# How to work with R

* **Difficulty level**: easy
* **Time need to lean**: 15 minutes or less
* **Key points**:
  * There are intuitive corresponding data types between most Python (SoS) and R datatypes

## Installation

There are several options to install `R` and its jupyter kernel [irjernel](https://github.com/IRkernel/IRkernel), the easiest of which might be using `conda` but it could be tricky to install third-party libraries of R to conda, and mixing R packages from the `base` and `r` channels can lead to devastating results.
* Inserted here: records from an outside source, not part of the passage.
use anyhow::{Context, Result};
use tracing_subscriber::prelude::*;
use tracing_subscriber::{EnvFilter, fmt};

pub fn init_logging(verbosity: u8) -> Result<()> {
    let default_directive = match verbosity {
        0 => "info",
        1 => "debug",
        _ => "trace",
    };
    let filter_layer =
        EnvFilter::try_from_default_env().unwrap_or_else(|_| EnvFilter::new(default_directive));

    let fmt_layer = fmt::layer()
        .compact()
        .with_writer(std::io::stderr)
        .with_target(verbosity > 1)
        .boxed();

    tracing_subscriber::registry()
        .with(filter_layer)
        .with(fmt_layer)
        .try_init()
        .context("failed to initialize tracing subscriber")?;

    Ok(())
}
//! Interning of parsed symbol names into a per-build descriptor tree.
//!
//! Every distinct segment path becomes one [`DescriptorNode`]. Nodes live in a
//! flat arena in creation order, so a parent is always stored before any of
//! its children, and refer to their parent by id rather than by reference.

use std::collections::HashMap;

use thiserror::Error;

use crate::symbols::{self, DescriptorKind, ParseError, SegmentType};

#[derive(Debug, Clone, PartialEq, Eq)]
pub struct DescriptorNode {
    pub id: i64,
    pub parent_id: Option<i64>,
    pub segment_type: SegmentType,
    pub segment_quality: Option<DescriptorKind>,
    pub name: String,
}

#[derive(Debug, Error)]
pub enum BuildError {
    #[error(transparent)]
    Parse(#[from] ParseError),
    #[error("identity allocator returned id {0} more than once")]
    DuplicateId(i64),
}

#[derive(Debug, Clone, PartialEq, Eq, Hash)]
struct SegmentKey {
    parent_id: Option<i64>,
    segment_type: SegmentType,
    quality: Option<DescriptorKind>,
    name: String,
}

/// Dedup cache for one build. Callers create it fresh for each build and drop
/// it afterwards; ids it holds are meaningless to any other build.
#[derive(Debug, Default)]
pub struct SegmentCache {
    ids: HashMap<SegmentKey, i64>,
}

impl SegmentCache {
    pub fn len(&self) -> usize {
        self.ids.len()
    }

    pub fn is_empty(&self) -> bool {
        self.ids.is_empty()
    }
}

#[derive(Debug, Default)]
pub struct SymbolLookup {
    nodes: Vec<DescriptorNode>,
    positions: HashMap<i64, usize>,
    leaves: HashMap<String, i64>,
}

impl SymbolLookup {
    /// Id of the deepest node of `symbol`, if it was part of the build.
    pub fn leaf_id(&self, symbol: &str) -> Option<i64> {
        self.leaves.get(symbol).copied()
    }

    pub fn symbol_count(&self) -> usize {
        self.leaves.len()
    }

    pub fn node_count(&self) -> usize {
        self.nodes.len()
    }

    /// Nodes created by the build, parents before children.
    pub fn nodes(&self) -> &[DescriptorNode] {
        &self.nodes
    }

    pub fn node(&self, id: i64) -> Option<&DescriptorNode> {
        self.positions.get(&id).map(|&pos| &self.nodes[pos])
    }

    /// The chain of nodes from the scheme down to `id`.
    pub fn ancestry(&self, id: i64) -> Vec<&DescriptorNode> {
        let mut chain = Vec::new();
        let mut current = self.node(id);
        while let Some(node) = current {
            chain.push(node);
            current = node.parent_id.and_then(|parent| self.node(parent));
        }
        chain.reverse();
        chain
    }

    /// Rebuilds the symbol name whose leaf is `id`.
    pub fn symbol_name(&self, id: i64) -> Option<String> {
        let chain = self.ancestry(id);
        if chain.first().is_none_or(|root| root.parent_id.is_some()) {
            return None;
        }
        Some(symbols::join_segments(
            chain
                .into_iter()
                .map(|node| (node.segment_type, node.name.as_str())),
        ))
    }

    /// Emits every node exactly once, each after its parent. Stops at the
    /// first error returned by `visit`.
    pub fn traverse<E, F>(&self, mut visit: F) -> Result<(), E>
    where
        F: FnMut(&DescriptorNode) -> Result<(), E>,
    {
        self.nodes.iter().try_for_each(|node| visit(node))
    }
}

/// Builds the descriptor tree for `symbol_names`.
///
/// `next_id` must hand out a fresh id on every call. Names repeated in the
/// input resolve to the same leaf.
pub fn build_symbol_lookup<'a, I, F>(
    symbol_names: I,
    cache: &mut SegmentCache,
    mut next_id: F,
) -> Result<SymbolLookup, BuildError>
where
    I: IntoIterator<Item = &'a str>,
    F: FnMut() -> i64,
{
    let mut lookup = SymbolLookup::default();

    for symbol_name in symbol_names {
        if lookup.leaves.contains_key(symbol_name) {
            continue;
        }

        let segments = symbols::parse_symbol(symbol_name)?;
        let mut parent_id = None;

        for segment in segments {
            let key = SegmentKey {
                parent_id,
                segment_type: segment.segment_type,
                quality: segment.quality,
                name: segment.name.to_string(),
            };

            let id = match cache.ids.get(&key) {
                Some(&id) => id,
                None => {
                    let id = next_id();
                    if lookup.positions.insert(id, lookup.nodes.len()).is_some() {
                        return Err(BuildError::DuplicateId(id));
                    }
                    lookup.nodes.push(DescriptorNode {
                        id,
                        parent_id,
                        segment_type: key.segment_type,
                        segment_quality: key.quality,
                        name: key.name.clone(),
                    });
                    cache.ids.insert(key, id);
                    id
                }
            };

            parent_id = Some(id);
        }

        if let Some(leaf) = parent_id {
            lookup.leaves.insert(symbol_name.to_string(), leaf);
        }
    }

    Ok(lookup)
}
use serde::{Deserialize, Serialize};

// A decoded SCIP index: the metadata of one indexing run plus its documents.
#[derive(Debug, Clone, Serialize, Deserialize, Default, PartialEq)]
pub struct Index {
    pub metadata: Metadata,
    #[serde(default)]
    pub documents: Vec<Document>,
}

#[derive(Debug, Clone, Serialize, Deserialize, Default, PartialEq)]
pub struct Metadata {
    #[serde(default)]
    pub version: i32,
    #[serde(default)]
    pub tool_info: ToolInfo,
    #[serde(default)]
    pub project_root: String,
    #[serde(default)]
    pub text_document_encoding: String,
}

#[derive(Debug, Clone, Serialize, Deserialize, Default, PartialEq)]
pub struct ToolInfo {
    #[serde(default)]
    pub name: String,
    #[serde(default)]
    pub version: String,
    #[serde(default)]
    pub arguments: Vec<String>,
}

#[derive(Debug, Clone, Serialize, Deserialize, Default, PartialEq)]
pub struct Document {
    #[serde(default)]
    pub relative_path: String,
    #[serde(default)]
    pub language: Option<String>,
    #[serde(default)]
    pub symbols: Vec<SymbolInformation>,
    #[serde(default)]
    pub occurrences: Vec<Occurrence>,
}

#[derive(Debug, Clone, Serialize, Deserialize, Default, PartialEq)]
pub struct SymbolInformation {
    pub symbol: String,
    #[serde(default, skip_serializing_if = "Vec::is_empty")]
    pub documentation: Vec<String>,
}

impl SymbolInformation {
    pub fn new(symbol: impl Into<String>) -> Self {
        Self {
            symbol: symbol.into(),
            documentation: Vec::new(),
        }
    }
}

#[derive(Debug, Clone, Serialize, Deserialize, Default, PartialEq)]
pub struct Occurrence {
    pub range: Vec<i32>,
    #[serde(default)]
    pub symbol: String,
    #[serde(default)]
    pub symbol_roles: i32,
}

impl Occurrence {
    pub fn new(range: Vec<i32>, symbol: impl Into<String>, symbol_roles: i32) -> Self {
        Self {
            range,
            symbol: symbol.into(),
            symbol_roles,
        }
    }

    /// Expands the range into `[start_line, start_character, end_line, end_character]`.
    ///
    /// SCIP encodes single-line ranges with three elements; anything other than
    /// three or four elements is malformed and yields `None`.
    pub fn full_range(&self) -> Option<[i32; 4]> {
        match self.range.as_slice() {
            &[line, start, end] => Some([line, start, line, end]),
            &[start_line, start, end_line, end] => Some([start_line, start, end_line, end]),
            _ => None,
        }
    }

    pub fn has_role(&self, role: SymbolRole) -> bool {
        self.symbol_roles & role.bit() != 0
    }
}

#[derive(Debug, Clone, Copy, PartialEq, Eq, Hash)]
#[repr(i32)]
pub enum SymbolRole {
    Definition = 0x1,
    Import = 0x2,
    WriteAccess = 0x4,
    ReadAccess = 0x8,
    Generated = 0x10,
    Test = 0x20,
    ForwardDefinition = 0x40,
}

impl SymbolRole {
    pub const fn bit(self) -> i32 {
        self as i32
    }
}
Anyway, after you have a working R installation with `irkernel` installed, you will need to install

* The `sos-r` language module,
* The `feather` library of R, and
* The `feather-format` module of Python

The feature modules are needed to exchange dataframe between Python and R

## Overview

SoS transfers Python variables in the following types to R as follows:

  
  | Python  |  condition |   R |
  | --- | --- |---|
  | `None` | &nbsp; |    `NULL` |
  | `integer` | &nbsp; |  `integer` |
  | `integer` | `large` | `numeric` |
  | `float` | &nbsp; |  `numeric` |
  | `boolean` | &nbsp;  | `logical` |
  | `complex` |&nbsp;  |  `complex` |
  | `str` | &nbsp; | `character` |
  | Sequence (`list`, `tuple`, ...) |  homogenous type |  `c()` |
  | Sequence (`list`, `tuple`, ...) |  multiple types |  `list` |
  | `set` | &nbsp; |  `list` |
  | `dict` | &nbsp; |  `list` with names |
  | `numpy.ndarray` | &nbsp; | array |
  | `numpy.matrix` | &nbsp; | `matrix` |
  | `pandas.DataFrame` |&nbsp;  |  R `data.frame` |



SoS gets variables in the following types to SoS as follows (`n` in `condition` column is the length of R datatype):
  
  | R  |  condition  |   Python |
  | --- | --- |---|
  | `NULL` | &nbsp;|    `None` |
  | `logical` |  `n == 1` |  `boolean` |
  | `integer` |  `n == 1` |  `integer` |
  | `numeric` |  `n == 1` |  `double` |
  | `character` |  `n == 1` |  `string` |
  | `complex` |  `n == 1` |  `complex` |
  | `logical` |  `n > 1` |  `list` |
  | `integer` |  `n > 1` |  `list` |
  | `complex` |  `n > 1` |  `list` |
  | `numeric` |  `n > 1` |  `list` |
  | `character` |  `n > 1` |  `list` |
  | `list` without names | &nbsp;  | `list` |
  | `list` with names | &nbsp;  |  `dict` (with ordered keys)|
  | `matrix` | &nbsp;  |  `numpy.array` |
  | `data.frame` | &nbsp; |  `DataFrame` |
  | `array` | &nbsp;  |  `numpy.array` |

One of the key problems in mapping R datatypes to Python is that R does not have scalar types and all scalar variables are actually array of size 1. That is to say, in theory, variable `a=1` should be represented in Python as `a=[1]`. However, because Python does differentiate scalar and array values, we chose to represent R arraies of size 1 as scalar types in Python.

In [2]:
%put a b
a = c(1)
b = c(1, 2)

In [3]:
print(f'a={a} with type {type(a)}')
print(f'b={b} with type {type(b)}')

a=1 with type <class 'int'>
b=[1, 2] with type <class 'list'>


## Simple data types

Most simple Python data types can be converted to R types easily,

In [5]:
null_var = None
int_var = 123
float_var = 3.1415925
logic_var = True
char_var = '1"23'
comp_var = 1+2j

In [6]:
%get null_var int_var float_var logic_var char_var comp_var
%preview -n null_var int_var float_var logic_var char_var comp_var

 NULL


 num 123


 num 3.14


 logi TRUE


 chr "1\"23"


 cplx 1+2i


The variables can be sent back to SoS without losing information

In [7]:
%get null_var int_var float_var logic_var char_var comp_var --from R
%preview -n null_var int_var float_var logic_var char_var comp_var

None

123

3.1415925

True

'1"23'

(1+2j)

However, because Python allows integers of arbitrary precision which is not supported by R, large integers would be presented in R as float point numbers, which might not be able to keep the precision of the original number.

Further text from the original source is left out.